RECORDS SUPPLIED ->
----
//! Data store introspection and queries
//!
//! `listModels` and `getModelSchema` double as the metadata cache's
//! introspection tools.

use agent_core::{ParameterSchema, ToolSchema};
use serde_json::json;

use crate::backend::Endpoint;

fn model_name() -> ParameterSchema {
    ParameterSchema::required("modelName", "string", "Name of the data model, as returned by listModels")
}

pub fn definitions() -> Vec<(ToolSchema, Endpoint)> {
    vec![
        (
            ToolSchema::new("listModels", "List the data models available in the data store.")
                .category("datastore"),
            Endpoint::get("/datastore/models"),
        ),
        (
            ToolSchema::new("getModelSchema", "Get the field schema of one data model.")
                .param(model_name())
                .category("datastore"),
            Endpoint::get("/datastore/models/{modelName}/schema"),
        ),
        (
            ToolSchema::new(
                "queryModel",
                "Find documents in a data model matching a filter. Returns the matching documents.",
            )
            .param(model_name())
            .param(ParameterSchema::optional("filter", "object", "Query filter, e.g. {\"status\": \"open\"}"))
            .param(ParameterSchema::optional("sort", "object", "Sort specification, e.g. {\"createdAt\": -1}"))
            .param(
                ParameterSchema::optional("limit", "integer", "Maximum number of documents")
                    .with_default(json!(20)),
            )
            .category("datastore"),
            Endpoint::post("/datastore/models/{modelName}/query"),
        ),
        (
            ToolSchema::new(
                "aggregateData",
                "Run an aggregation pipeline over a data model (grouping, counting, sums, averages).",
            )
            .param(model_name())
            .param(
                ParameterSchema::required("pipeline", "array", "Aggregation pipeline stages")
                    .with_items(json!({"type": "object"})),
            )
            .category("datastore"),
            Endpoint::post("/datastore/models/{modelName}/aggregate"),
        ),
    ]
}
//! HTTP Tool Backend
//!
//! Talks to the tool service over HTTP. GET arguments travel as a query
//! string, POST arguments as a JSON body.

use std::time::Duration;

use async_trait::async_trait;
use serde_json::{Map, Value};

use super::{Endpoint, Method, ToolBackend};
use crate::error::{Result, ToolsError};

/// Tool service configuration
#[derive(Clone, Debug)]
pub struct ToolsConfig {
    pub base_url: String,

    /// Sent as `x-api-key` when present
    pub api_key: Option<String>,

    /// Per-call timeout in seconds
    pub timeout_secs: u64,
}

impl Default for ToolsConfig {
    fn default() -> Self {
        Self {
            base_url: "http://localhost:4000".into(),
            api_key: None,
            timeout_secs: 30,
        }
    }
}

impl ToolsConfig {
    pub fn from_env() -> Self {
        let defaults = Self::default();
        Self {
            base_url: std::env::var("TOOLS_BASE_URL").unwrap_or(defaults.base_url),
            api_key: std::env::var("TOOLS_API_KEY").ok().filter(|k| !k.is_empty()),
            timeout_secs: std::env::var("TOOLS_TIMEOUT_SECS")
                .ok()
                .and_then(|t| t.parse().ok())
                .unwrap_or(defaults.timeout_secs),
        }
    }
}

pub struct HttpToolBackend {
    client: reqwest::Client,
    config: ToolsConfig,
}

impl HttpToolBackend {
    pub fn new(config: ToolsConfig) -> Result<Self> {
        let client = reqwest::Client::builder()
            .timeout(Duration::from_secs(config.timeout_secs))
            .build()
            .map_err(|e| ToolsError::Config(format!("Failed to build HTTP client: {}", e)))?;

        Ok(Self { client, config })
    }

    pub fn from_env() -> Result<Self> {
        Self::new(ToolsConfig::from_env())
    }

    fn url(&self, path: &str) -> String {
        format!("{}/{}", self.config.base_url.trim_end_matches('/'), path.trim_start_matches('/'))
    }
}

/// Query pairs; non-string values are JSON-encoded
fn query_pairs(args: &Map<String, Value>) -> Vec<(String, String)> {
    args.iter()
        .filter(|(_, value)| !value.is_null())
        .map(|(key, value)| {
            let text = match value {
                Value::String(s) => s.clone(),
                other => other.to_string(),
            };
            (key.clone(), text)
        })
        .collect()
}

#[async_trait]
impl ToolBackend for HttpToolBackend {
    async fn call(&self, endpoint: &Endpoint, args: &Map<String, Value>) -> Result<Value> {
        let (path, rest) = endpoint.resolve(args)?;
        let url = self.url(&path);

        let mut request = match endpoint.method {
            Method::Get => self.client.get(&url).query(&query_pairs(&rest)),
            Method::Post => self.client.post(&url).json(&rest),
        };
        if let Some(key) = &self.config.api_key {
            request = request.header("x-api-key", key);
        }

        tracing::debug!(method = %endpoint.method, %path, "Calling tool service");

        let response = request.send().await?;
        let status = response.status();
        if !status.is_success() {
            let message = response.text().await.unwrap_or_default();
            tracing::warn!(%path, status = status.as_u16(), "Tool service error");
            return Err(ToolsError::Status {
                status: status.as_u16(),
                message: message.chars().take(300).collect(),
            });
        }

        let body = response.text().await?;
        if body.trim().is_empty() {
            return Ok(Value::Null);
        }
        Ok(serde_json::from_str(&body)?)
    }

    fn name(&self) -> &str {
        "http"
    }
}

#[cfg(test)]
mod tests {
    use super::*;
    use serde_json::json;

    #[test]
    fn test_url_joining() {
        let backend = HttpToolBackend::new(ToolsConfig {
            base_url: "http://tools.local/api/".into(),
            ..Default::default()
        })
        .unwrap();
        assert_eq!(backend.url("/search"), "http://tools.local/api/search");
    }

    #[test]
    fn test_query_pairs() {
        let args = json!({"query": "rust", "num": 3, "skip": null, "tags": ["a", "b"]});
        let mut pairs = query_pairs(args.as_object().unwrap());
        pairs.sort();
        assert_eq!(
            pairs,
            vec![
                ("num".to_string(), "3".to_string()),
                ("query".to_string(), "rust".to_string()),
                ("tags".to_string(), "[\"a\",\"b\"]".to_string()),
            ]
        );
    }
}
use std::env;

use crate::constants::{ENV_API_HOST_URL, ENV_API_KEY, ENV_VERIFY_SSL};
use crate::error::{ImportError, ImportResult};
use crate::logging::log_debug;

/// Connection settings for the eLabFTW API, fixed for the whole run.
#[derive(Debug, Clone, PartialEq, Eq)]
pub struct Config {
    pub api_host_url: String,
    pub api_key: String,
    pub verify_ssl: bool,
}

impl Config {
    /// Load `.env` from the working directory, then read the process environment.
    /// Variables already set in the environment take precedence over `.env`.
    pub fn from_env() -> ImportResult<Self> {
        match dotenvy::dotenv() {
            Ok(path) => log_debug(&format!("Loaded environment from {}", path.display())),
            Err(e) if e.not_found() => log_debug("No .env file found"),
            Err(e) => {
                return Err(ImportError::InvalidConfig(format!(
                    "Failed to read .env file: {}",
                    e
                )))
            }
        }

        Self::from_lookup(|name| env::var(name).ok())
    }

    /// Build a config from an arbitrary variable source.
    pub fn from_lookup<F>(lookup: F) -> ImportResult<Self>
    where
        F: Fn(&str) -> Option<String>,
    {
        let api_host_url = required(&lookup, ENV_API_HOST_URL)?;
        let api_key = required(&lookup, ENV_API_KEY)?;

        if !(api_host_url.starts_with("http://") || api_host_url.starts_with("https://")) {
            return Err(ImportError::InvalidConfig(format!(
                "{} must start with http:// or https://, got '{}'",
                ENV_API_HOST_URL, api_host_url
            )));
        }

        let verify_ssl = match lookup(ENV_VERIFY_SSL) {
            Some(value) if !value.trim().is_empty() => parse_bool(ENV_VERIFY_SSL, &value)?,
            _ => true,
        };

        Ok(Config {
            api_host_url: api_host_url.trim_end_matches('/').to_string(),
            api_key,
            verify_ssl,
        })
    }

    pub fn with_verify_ssl(mut self, verify_ssl: bool) -> Self {
        self.verify_ssl = verify_ssl;
        self
    }

    /// Key with everything but the edges masked, for log output.
    pub fn masked_api_key(&self) -> String {
        let key = &self.api_key;
        let chars: Vec<char> = key.chars().collect();
        if chars.len() <= 8 {
            return "*".repeat(chars.len());
        }
        let head: String = chars[..4].iter().collect();
        let tail: String = chars[chars.len() - 4..].iter().collect();
        format!("{}...{}", head, tail)
    }
}

fn required<F>(lookup: &F, name: &str) -> ImportResult<String>
where
    F: Fn(&str) -> Option<String>,
{
    lookup(name)
        .map(|value| value.trim().to_string())
        .filter(|value| !value.is_empty())
        .ok_or_else(|| ImportError::MissingConfig(name.to_string()))
}

fn parse_bool(name: &str, value: &str) -> ImportResult<bool> {
    match value.trim().to_lowercase().as_str() {
        "1" | "true" | "yes" | "on" => Ok(true),
        "0" | "false" | "no" | "off" => Ok(false),
        other => Err(ImportError::InvalidConfig(format!(
            "{} must be a boolean (true/false), got '{}'",
            name, other
        ))),
    }
}
use std::path::{Path, PathBuf};

use clap::ArgMatches;

use crate::client::ElabClient;
use crate::config::Config;
use crate::constants::DEFAULT_USERLIST_FILE;
use crate::directory::Directory;
use crate::error::ImportResult;
use crate::formatting::{print_banner, print_row_outcome, print_summary};
use crate::importer::{ImportOptions, ImportSummary, Importer};
use crate::logging::log_info;
use crate::spreadsheet::{read_assignments, ColumnMap, ReadOptions};

/// Everything the import needs besides the connection settings.
#[derive(Debug, Clone)]
pub struct ImportRequest {
    pub file: PathBuf,
    pub read_options: ReadOptions,
    pub import_options: ImportOptions,
}

impl ImportRequest {
    pub fn from_matches(matches: &ArgMatches) -> ImportResult<Self> {
        let file = matches
            .get_one::<String>("file")
            .map(PathBuf::from)
            .unwrap_or_else(|| PathBuf::from(DEFAULT_USERLIST_FILE));

        let columns = match matches.get_one::<String>("columns") {
            Some(overrides) => ColumnMap::with_overrides(overrides)?,
            None => ColumnMap::default(),
        };

        Ok(Self {
            file,
            read_options: ReadOptions {
                sheet: matches.get_one::<String>("sheet").cloned(),
                columns,
            },
            import_options: ImportOptions {
                skip_existing: matches.get_flag("skip-existing"),
            },
        })
    }
}

pub async fn handle_import(matches: &ArgMatches) -> ImportResult<ImportSummary> {
    let request = ImportRequest::from_matches(matches)?;

    let mut config = Config::from_env()?;
    if matches.get_flag("insecure") {
        config = config.with_verify_ssl(false);
    }

    run_import(&config, &request).await
}

/// Read the user list, load the server directory and apply every row.
pub async fn run_import(config: &Config, request: &ImportRequest) -> ImportResult<ImportSummary> {
    log_info(&format!(
        "Importing {} into {} (key {})",
        request.file.display(),
        config.api_host_url,
        config.masked_api_key()
    ));

    let rows = read_assignments(&request.file, &request.read_options)?;

    let client = ElabClient::new(config)?;

    print_banner("Reading data", &format!("from {}", config.api_host_url));
    let directory = Directory::load(&client).await?;
    println!(
        "  {} users, {} teams, {} team groups",
        directory.user_count(),
        directory.team_count(),
        directory.group_count()
    );

    print_banner("Processing", &describe_file(&request.file, rows.len()));
    let importer = Importer::new(&client, &directory, request.import_options);
    let summary = importer.run(&rows, print_row_outcome).await;

    print_summary(&summary);
    Ok(summary)
}

fn describe_file(file: &Path, rows: usize) -> String {
    format!("{} rows from {}", rows, file.display())
}
/// One line of the user list: who goes into which team and team group.
#[derive(Debug, Clone, PartialEq, Eq, Default)]
pub struct AssignmentRow {
    /// Line number in the worksheet, header being line 1
    pub row_number: usize,
    pub email: Option<String>,
    pub team: Option<String>,
    pub group: Option<String>,
    pub firstname: Option<String>,
    pub lastname: Option<String>,
}

impl AssignmentRow {
    pub fn new(row_number: usize, email: &str) -> Self {
        Self {
            row_number,
            email: Some(email.to_string()),
            ..Self::default()
        }
    }

    pub fn with_team(mut self, team: &str) -> Self {
        self.team = Some(team.to_string());
        self
    }

    pub fn with_group(mut self, group: &str) -> Self {
        self.group = Some(group.to_string());
        self
    }

    pub fn with_name(mut self, firstname: &str, lastname: &str) -> Self {
        self.firstname = Some(firstname.to_string());
        self.lastname = Some(lastname.to_string());
        self
    }

    /// Name for console output, falls back to the email.
    pub fn label(&self) -> String {
        let name = [self.firstname.as_deref(), self.lastname.as_deref()]
            .iter()
            .flatten()
            .copied()
            .collect::<Vec<_>>()
            .join(" ");
        let email = self.email.as_deref().unwrap_or("<no email>");

        if name.is_empty() {
            email.to_string()
        } else {
            format!("{} <{}>", name, email)
        }
    }

    pub fn has_work(&self) -> bool {
        self.team.is_some() || self.group.is_some()
    }
}
use std::collections::HashMap;

use crate::client::ElabClient;
use crate::error::ImportResult;
use crate::logging::log_info;
use crate::models::{Team, TeamGroup, User};

/// Lookup tables of the users, teams and team groups known to the server.
#[derive(Debug, Default)]
pub struct Directory {
    users_by_email: HashMap<String, User>,
    teams_by_name: HashMap<String, Team>,
    groups_by_team: HashMap<String, HashMap<String, TeamGroup>>,
}

impl Directory {
    /// Read users, teams and the groups of every team from the server.
    pub async fn load(client: &ElabClient) -> ImportResult<Self> {
        let users = client.get_users().await?;
        let teams = client.get_teams().await?;

        let mut groups = Vec::with_capacity(teams.len());
        for team in &teams {
            groups.push((team.name.clone(), client.get_team_groups(team.id).await?));
        }

        let directory = Self::from_parts(users, teams, groups);
        log_info(&format!(
            "Directory loaded from {}: {} users, {} teams, {} team groups",
            client.base_url(),
            directory.user_count(),
            directory.team_count(),
            directory.group_count()
        ));

        Ok(directory)
    }

    pub fn from_parts(
        users: Vec<User>,
        teams: Vec<Team>,
        groups: Vec<(String, Vec<TeamGroup>)>,
    ) -> Self {
        let users_by_email = users
            .into_iter()
            .map(|user| (normalize_email(&user.email), user))
            .collect();
        let teams_by_name = teams
            .into_iter()
            .map(|team| (team.name.trim().to_string(), team))
            .collect();
        let groups_by_team = groups
            .into_iter()
            .map(|(team_name, team_groups)| {
                let by_name = team_groups
                    .into_iter()
                    .map(|group| (group.name.trim().to_string(), group))
                    .collect();
                (team_name.trim().to_string(), by_name)
            })
            .collect();

        Self {
            users_by_email,
            teams_by_name,
            groups_by_team,
        }
    }

    pub fn user_by_email(&self, email: &str) -> Option<&User> {
        self.users_by_email.get(&normalize_email(email))
    }

    pub fn team_id_by_name(&self, team: &str) -> Option<i64> {
        self.teams_by_name.get(team.trim()).map(|team| team.id)
    }

    pub fn team_group_by_names(&self, team: &str, group: &str) -> Option<&TeamGroup> {
        self.groups_by_team.get(team.trim())?.get(group.trim())
    }

    pub fn is_team_member(&self, email: &str, team_id: i64) -> bool {
        self.user_by_email(email)
            .map(|user| user.team_ids().contains(&team_id))
            .unwrap_or(false)
    }

    pub fn user_count(&self) -> usize {
        self.users_by_email.len()
    }

    pub fn team_count(&self) -> usize {
        self.teams_by_name.len()
    }

    pub fn group_count(&self) -> usize {
        self.groups_by_team.values().map(HashMap::len).sum()
    }
}

fn normalize_email(email: &str) -> String {
    email.trim().to_lowercase()
}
----
YOUR GOAL ->
Write only the number of lines above that contain "ImportError".

SOLUTION TO THE PROBLEM ->
5